■ Data in this exercise

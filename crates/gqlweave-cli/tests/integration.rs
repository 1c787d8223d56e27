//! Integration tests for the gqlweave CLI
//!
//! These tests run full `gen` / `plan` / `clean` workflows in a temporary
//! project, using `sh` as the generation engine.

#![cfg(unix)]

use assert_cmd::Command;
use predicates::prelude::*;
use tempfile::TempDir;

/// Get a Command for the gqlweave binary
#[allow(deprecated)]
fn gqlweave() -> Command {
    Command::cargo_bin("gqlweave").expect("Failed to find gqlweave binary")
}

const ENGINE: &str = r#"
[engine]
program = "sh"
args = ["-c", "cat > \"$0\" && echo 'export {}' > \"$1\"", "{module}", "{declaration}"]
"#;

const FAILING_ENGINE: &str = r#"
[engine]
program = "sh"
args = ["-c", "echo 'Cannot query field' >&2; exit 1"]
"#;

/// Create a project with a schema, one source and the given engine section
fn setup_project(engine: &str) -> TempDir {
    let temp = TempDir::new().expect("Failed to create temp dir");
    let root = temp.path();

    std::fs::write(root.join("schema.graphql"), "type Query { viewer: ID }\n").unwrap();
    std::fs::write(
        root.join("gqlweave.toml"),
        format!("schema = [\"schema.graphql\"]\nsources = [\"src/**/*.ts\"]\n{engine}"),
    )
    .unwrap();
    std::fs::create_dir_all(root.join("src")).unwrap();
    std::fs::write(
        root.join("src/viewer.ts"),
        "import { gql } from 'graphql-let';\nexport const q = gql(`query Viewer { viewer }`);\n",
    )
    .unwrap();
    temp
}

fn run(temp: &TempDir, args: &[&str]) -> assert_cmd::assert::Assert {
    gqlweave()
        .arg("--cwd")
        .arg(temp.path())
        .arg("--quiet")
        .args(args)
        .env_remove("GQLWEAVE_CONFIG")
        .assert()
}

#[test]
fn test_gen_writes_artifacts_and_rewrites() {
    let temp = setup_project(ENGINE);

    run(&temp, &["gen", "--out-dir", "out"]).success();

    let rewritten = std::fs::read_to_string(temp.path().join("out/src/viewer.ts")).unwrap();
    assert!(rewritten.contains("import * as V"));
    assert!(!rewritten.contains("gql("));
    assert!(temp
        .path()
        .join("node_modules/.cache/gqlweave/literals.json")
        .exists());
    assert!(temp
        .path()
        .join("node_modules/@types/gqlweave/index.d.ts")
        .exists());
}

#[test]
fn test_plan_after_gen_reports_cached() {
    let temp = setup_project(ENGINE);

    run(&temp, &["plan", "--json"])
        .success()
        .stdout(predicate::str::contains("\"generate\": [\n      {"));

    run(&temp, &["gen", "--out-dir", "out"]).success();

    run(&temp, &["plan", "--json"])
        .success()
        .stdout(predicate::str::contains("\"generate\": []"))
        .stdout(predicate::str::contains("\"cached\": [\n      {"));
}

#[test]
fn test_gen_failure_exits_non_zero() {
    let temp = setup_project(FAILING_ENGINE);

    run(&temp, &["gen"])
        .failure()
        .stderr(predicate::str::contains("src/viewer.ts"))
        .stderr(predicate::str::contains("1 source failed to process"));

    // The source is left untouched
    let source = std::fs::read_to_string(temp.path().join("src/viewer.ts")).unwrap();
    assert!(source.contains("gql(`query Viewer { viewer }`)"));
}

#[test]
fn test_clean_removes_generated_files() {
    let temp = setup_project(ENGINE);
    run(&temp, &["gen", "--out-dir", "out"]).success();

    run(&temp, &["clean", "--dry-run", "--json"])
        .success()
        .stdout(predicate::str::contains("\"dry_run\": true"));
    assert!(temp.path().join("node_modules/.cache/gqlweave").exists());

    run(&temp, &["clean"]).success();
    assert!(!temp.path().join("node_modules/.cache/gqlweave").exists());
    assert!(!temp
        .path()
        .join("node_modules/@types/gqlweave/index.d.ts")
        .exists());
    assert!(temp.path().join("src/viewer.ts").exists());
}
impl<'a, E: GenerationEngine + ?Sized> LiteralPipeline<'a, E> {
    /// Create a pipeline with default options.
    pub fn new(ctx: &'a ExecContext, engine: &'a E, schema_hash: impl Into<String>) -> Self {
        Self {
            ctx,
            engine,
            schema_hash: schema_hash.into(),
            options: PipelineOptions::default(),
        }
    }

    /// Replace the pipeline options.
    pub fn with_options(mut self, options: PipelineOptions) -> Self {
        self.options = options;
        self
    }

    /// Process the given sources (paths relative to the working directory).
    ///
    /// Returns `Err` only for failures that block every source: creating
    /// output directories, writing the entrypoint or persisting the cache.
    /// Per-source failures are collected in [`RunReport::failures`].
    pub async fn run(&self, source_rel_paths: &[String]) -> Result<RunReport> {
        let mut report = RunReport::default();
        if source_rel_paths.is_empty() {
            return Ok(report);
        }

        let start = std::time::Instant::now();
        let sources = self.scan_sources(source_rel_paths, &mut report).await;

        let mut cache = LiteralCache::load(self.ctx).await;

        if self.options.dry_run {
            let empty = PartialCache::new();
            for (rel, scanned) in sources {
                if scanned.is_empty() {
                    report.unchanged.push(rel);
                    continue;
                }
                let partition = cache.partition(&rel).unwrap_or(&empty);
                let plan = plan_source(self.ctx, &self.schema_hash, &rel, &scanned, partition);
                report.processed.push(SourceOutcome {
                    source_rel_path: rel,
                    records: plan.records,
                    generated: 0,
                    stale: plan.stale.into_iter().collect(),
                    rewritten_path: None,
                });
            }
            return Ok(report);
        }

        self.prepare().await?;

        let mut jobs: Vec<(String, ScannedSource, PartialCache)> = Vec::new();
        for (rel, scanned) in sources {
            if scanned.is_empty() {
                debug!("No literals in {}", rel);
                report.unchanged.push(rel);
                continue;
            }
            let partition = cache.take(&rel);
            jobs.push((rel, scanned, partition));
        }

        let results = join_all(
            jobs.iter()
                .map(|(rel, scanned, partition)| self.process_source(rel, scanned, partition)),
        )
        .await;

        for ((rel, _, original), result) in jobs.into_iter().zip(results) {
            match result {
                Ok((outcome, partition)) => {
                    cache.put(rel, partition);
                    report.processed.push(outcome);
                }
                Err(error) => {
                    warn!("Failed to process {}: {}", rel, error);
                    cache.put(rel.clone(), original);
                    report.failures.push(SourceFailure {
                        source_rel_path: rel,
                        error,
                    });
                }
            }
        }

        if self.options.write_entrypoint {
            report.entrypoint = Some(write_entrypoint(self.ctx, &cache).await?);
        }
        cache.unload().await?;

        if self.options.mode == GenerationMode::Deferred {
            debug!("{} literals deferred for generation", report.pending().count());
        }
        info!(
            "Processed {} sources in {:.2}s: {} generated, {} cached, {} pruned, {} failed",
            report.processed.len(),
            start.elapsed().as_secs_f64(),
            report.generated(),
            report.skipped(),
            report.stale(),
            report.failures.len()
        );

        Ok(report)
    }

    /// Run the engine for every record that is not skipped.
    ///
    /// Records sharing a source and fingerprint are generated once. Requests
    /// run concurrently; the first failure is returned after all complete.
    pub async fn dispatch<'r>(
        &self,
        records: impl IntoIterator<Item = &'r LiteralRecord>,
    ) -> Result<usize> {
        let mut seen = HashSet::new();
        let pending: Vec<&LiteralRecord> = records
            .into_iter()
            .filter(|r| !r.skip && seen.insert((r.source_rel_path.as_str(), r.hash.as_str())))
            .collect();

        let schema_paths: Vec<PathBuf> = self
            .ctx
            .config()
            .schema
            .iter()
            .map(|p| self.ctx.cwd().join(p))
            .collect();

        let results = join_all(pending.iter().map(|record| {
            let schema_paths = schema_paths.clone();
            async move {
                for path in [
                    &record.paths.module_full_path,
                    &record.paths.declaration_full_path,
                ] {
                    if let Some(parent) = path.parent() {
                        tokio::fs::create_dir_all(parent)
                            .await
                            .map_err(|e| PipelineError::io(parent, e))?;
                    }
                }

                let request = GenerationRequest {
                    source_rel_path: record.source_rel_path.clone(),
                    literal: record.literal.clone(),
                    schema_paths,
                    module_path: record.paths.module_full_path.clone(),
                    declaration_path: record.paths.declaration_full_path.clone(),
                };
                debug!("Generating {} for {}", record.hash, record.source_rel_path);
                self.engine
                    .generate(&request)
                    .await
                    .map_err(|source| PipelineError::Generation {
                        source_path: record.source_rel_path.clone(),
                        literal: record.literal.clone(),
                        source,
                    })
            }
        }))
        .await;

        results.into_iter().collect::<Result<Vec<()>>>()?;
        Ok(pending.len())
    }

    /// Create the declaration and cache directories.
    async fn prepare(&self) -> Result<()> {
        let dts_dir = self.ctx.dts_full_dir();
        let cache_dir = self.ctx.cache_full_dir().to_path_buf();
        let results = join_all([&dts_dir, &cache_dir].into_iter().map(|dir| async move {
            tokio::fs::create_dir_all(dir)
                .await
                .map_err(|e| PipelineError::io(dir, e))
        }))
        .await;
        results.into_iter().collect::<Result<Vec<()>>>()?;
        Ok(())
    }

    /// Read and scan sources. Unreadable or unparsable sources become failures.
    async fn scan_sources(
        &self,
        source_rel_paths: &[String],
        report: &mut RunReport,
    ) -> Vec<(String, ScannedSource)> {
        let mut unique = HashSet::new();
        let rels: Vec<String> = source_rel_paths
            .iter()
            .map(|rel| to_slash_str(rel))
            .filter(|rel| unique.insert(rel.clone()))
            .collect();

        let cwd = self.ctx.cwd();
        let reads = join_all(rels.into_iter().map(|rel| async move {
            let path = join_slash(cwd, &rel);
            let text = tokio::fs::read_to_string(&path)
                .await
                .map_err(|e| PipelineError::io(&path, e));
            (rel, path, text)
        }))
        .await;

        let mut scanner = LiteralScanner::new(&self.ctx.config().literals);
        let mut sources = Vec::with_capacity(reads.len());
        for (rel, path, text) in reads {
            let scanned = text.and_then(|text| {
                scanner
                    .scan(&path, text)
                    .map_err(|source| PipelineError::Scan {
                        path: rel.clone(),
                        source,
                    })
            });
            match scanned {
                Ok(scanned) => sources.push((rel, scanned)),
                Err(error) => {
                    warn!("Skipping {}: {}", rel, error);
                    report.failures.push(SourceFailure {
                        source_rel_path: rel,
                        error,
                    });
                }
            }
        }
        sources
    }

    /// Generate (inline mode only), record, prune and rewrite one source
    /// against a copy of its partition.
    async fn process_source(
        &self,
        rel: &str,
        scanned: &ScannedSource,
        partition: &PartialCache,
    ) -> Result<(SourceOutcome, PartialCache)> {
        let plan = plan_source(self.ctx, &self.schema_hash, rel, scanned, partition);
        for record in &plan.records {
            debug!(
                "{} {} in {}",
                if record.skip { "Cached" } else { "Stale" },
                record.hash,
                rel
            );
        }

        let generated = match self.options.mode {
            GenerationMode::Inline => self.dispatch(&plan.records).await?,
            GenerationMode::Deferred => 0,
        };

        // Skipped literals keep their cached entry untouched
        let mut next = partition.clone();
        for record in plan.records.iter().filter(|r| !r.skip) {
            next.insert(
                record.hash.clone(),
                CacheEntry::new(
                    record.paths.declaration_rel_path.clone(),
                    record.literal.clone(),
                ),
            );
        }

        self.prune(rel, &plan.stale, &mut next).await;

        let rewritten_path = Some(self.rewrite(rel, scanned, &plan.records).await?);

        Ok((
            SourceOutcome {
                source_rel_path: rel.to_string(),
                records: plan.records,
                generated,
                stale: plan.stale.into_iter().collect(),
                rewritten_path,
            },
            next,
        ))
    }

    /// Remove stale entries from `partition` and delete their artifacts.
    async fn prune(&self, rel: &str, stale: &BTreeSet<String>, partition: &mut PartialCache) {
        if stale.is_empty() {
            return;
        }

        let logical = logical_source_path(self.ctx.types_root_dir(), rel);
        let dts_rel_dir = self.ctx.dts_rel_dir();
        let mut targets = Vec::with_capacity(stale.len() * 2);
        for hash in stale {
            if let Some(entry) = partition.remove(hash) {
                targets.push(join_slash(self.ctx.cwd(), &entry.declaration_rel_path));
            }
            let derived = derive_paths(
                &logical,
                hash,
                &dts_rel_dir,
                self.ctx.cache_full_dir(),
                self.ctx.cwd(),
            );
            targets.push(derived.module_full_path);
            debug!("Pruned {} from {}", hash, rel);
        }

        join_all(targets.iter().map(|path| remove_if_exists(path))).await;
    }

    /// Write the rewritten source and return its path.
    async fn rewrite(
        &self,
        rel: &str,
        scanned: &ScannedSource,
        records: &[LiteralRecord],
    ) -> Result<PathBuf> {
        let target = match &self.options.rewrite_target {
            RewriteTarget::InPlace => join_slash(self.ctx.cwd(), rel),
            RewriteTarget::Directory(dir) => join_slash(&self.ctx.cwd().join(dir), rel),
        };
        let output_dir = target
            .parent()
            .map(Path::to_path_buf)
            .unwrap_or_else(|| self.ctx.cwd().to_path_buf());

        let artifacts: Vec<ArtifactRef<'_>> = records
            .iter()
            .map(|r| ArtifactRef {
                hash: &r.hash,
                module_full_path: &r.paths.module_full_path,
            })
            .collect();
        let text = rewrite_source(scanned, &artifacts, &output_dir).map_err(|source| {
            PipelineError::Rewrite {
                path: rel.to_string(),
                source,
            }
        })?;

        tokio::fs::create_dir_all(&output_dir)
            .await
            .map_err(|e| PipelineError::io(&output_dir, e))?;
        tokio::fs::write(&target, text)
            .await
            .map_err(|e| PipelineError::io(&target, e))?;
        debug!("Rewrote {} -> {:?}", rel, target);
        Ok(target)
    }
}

■ What the exercise asks
Every line of the data that includes the word "pending" should be copied.

■ Exercise result
            debug!("{} literals deferred for generation", report.pending().count());
        let pending: Vec<&LiteralRecord> = records
        let results = join_all(pending.iter().map(|record| {
        Ok(pending.len())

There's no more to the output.